We need to build a command-line tool for daops
, maybe looking a bit like this (using click
):
https://github.com/cedadev/kerchunk-tools/blob/main/kerchunk_tools/cli.py
Put the cli.py
file here: https://github.com/roocs/daops/tree/master/daops/
And edit the setup.py
file to tell python how to install it as a command-line entry-point, like:
https://github.com/cedadev/kerchunk-tools/blob/main/setup.py#L66-L70
Potentially, we want to be able to do:
$ daops subset [--area| -a <w>,<s>,<e>,<n>] [--time | -t <time_window>] [--time-components | -c <time_components>] [--level | -l] [--output-format | -f <format>] [--output-dir |] -d <output_directory><collection>
NOTE: output format is "netcdf", "nc", or "zarr".
Note that the rook
WPS gives us examples of input strings that we could utilise:
https://github.com/roocs/rook/blob/master/rook/processes/wps_subset.py#L30-L68
The code to wrap is the subset
function, here:
https://github.com/roocs/daops/blob/master/daops/ops/subset.py#L32-L43
You can ignore these arguments:
split_method
, file_namer
, apply_fixes
But set apply_fixes=False
in the call.
Also, add unit tests for the cli.py
, maybe a bit like:
https://github.com/cedadev/kerchunk-tools/blob/main/tests/test_cli.py
Once the daops application is fully working, create this file:
https://github.com/roocs/daops/blob/master/Dockerfile
An example of an existing application for EOEPCA Dockerfile is available here (for reference):
https://github.com/EOEPCA/app-snuggs/blob/main/Dockerfile
We have a cedadev
account, so can publish:
https://hub.docker.com/u/cedadev
An example EOEPCA application on Dockerhub is:
Create this file in Common Workflow Language (CWL) format:
https://github.com/roocs/daops/blob/master/app-package.cwl
Based upon this as a template:
https://github.com/EOEPCA/app-snuggs/blob/main/app-package.cwl
Follow the instructions at:
https://deployment-guide.docs.eoepca.org/current/eoepca/ades/#deploy-process
Details from proposal
We will create an example Application Package (as a Docker container), that discovers and stages-in data from the CCI Data Service.

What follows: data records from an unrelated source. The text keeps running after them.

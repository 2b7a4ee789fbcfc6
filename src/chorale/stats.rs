//! Summary numbers for a chorale, as shown next to the piano roll.
//!
//! These are display aggregates: an empty or missing chorale yields
//! "unavailable" for every metric instead of an error.

use std::fmt;

use super::Chorale;

/// Shown wherever a metric is unavailable
pub const UNAVAILABLE: &str = "--";

/// Lowest and highest sounding pitch
#[derive(Debug, Clone, Copy, PartialEq, Eq)]
pub struct PitchRange {
    pub min: u8,
    pub max: u8,
}

impl fmt::Display for PitchRange {
    fn fmt(&self, f: &mut fmt::Formatter<'_>) -> fmt::Result {
        write!(f, "{} - {}", self.min, self.max)
    }
}

#[derive(Debug, Clone, Copy, PartialEq, Eq, Default)]
pub struct ChoraleStats {
    pub chord_count: Option<usize>,
    /// Rest entries across all voices
    pub rest_count: Option<usize>,
    /// None when nothing sounds
    pub pitch_range: Option<PitchRange>,
}

impl ChoraleStats {
    pub fn compute(chorale: Option<&Chorale>) -> Self {
        let Some(chorale) = chorale.filter(|c| !c.is_empty()) else {
            return Self::default();
        };

        let rest_count = chorale.iter().map(|c| c.rest_count()).sum();
        let pitch_range = chorale
            .iter()
            .flat_map(|c| c.notes())
            .fold(None, |range: Option<PitchRange>, p| {
                Some(match range {
                    None => PitchRange { min: p, max: p },
                    Some(r) => PitchRange {
                        min: r.min.min(p),
                        max: r.max.max(p),
                    },
                })
            });

        Self {
            chord_count: Some(chorale.len()),
            rest_count: Some(rest_count),
            pitch_range,
        }
    }

    pub fn chord_count_label(&self) -> String {
        label(self.chord_count)
    }

    pub fn rest_count_label(&self) -> String {
        label(self.rest_count)
    }

    pub fn pitch_range_label(&self) -> String {
        label(self.pitch_range)
    }
}

fn label<T: fmt::Display>(value: Option<T>) -> String {
    value.map_or_else(|| UNAVAILABLE.to_string(), |v| v.to_string())
}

This data will be processed and the results staged-out to the User Workspace on the JASMIN object-store.
The proposed application package will be a containerized Python tool that provides temporal and spatial subsetting of ESA CCI data which is available through the existing ESA CCI Data Portal (catalogue). This will be developed on top of an existing processing framework developed to support climate simulations delivered through the Copernicus Climate Change Service (C3S) [https://roocs.github.io/overview/]. The main extension for this project will be support for additional datasets although the core functionality can work with any regular gridded CF-NetCDF data. The application package will be deployed through the ADES to make it available through the EOEPCA services.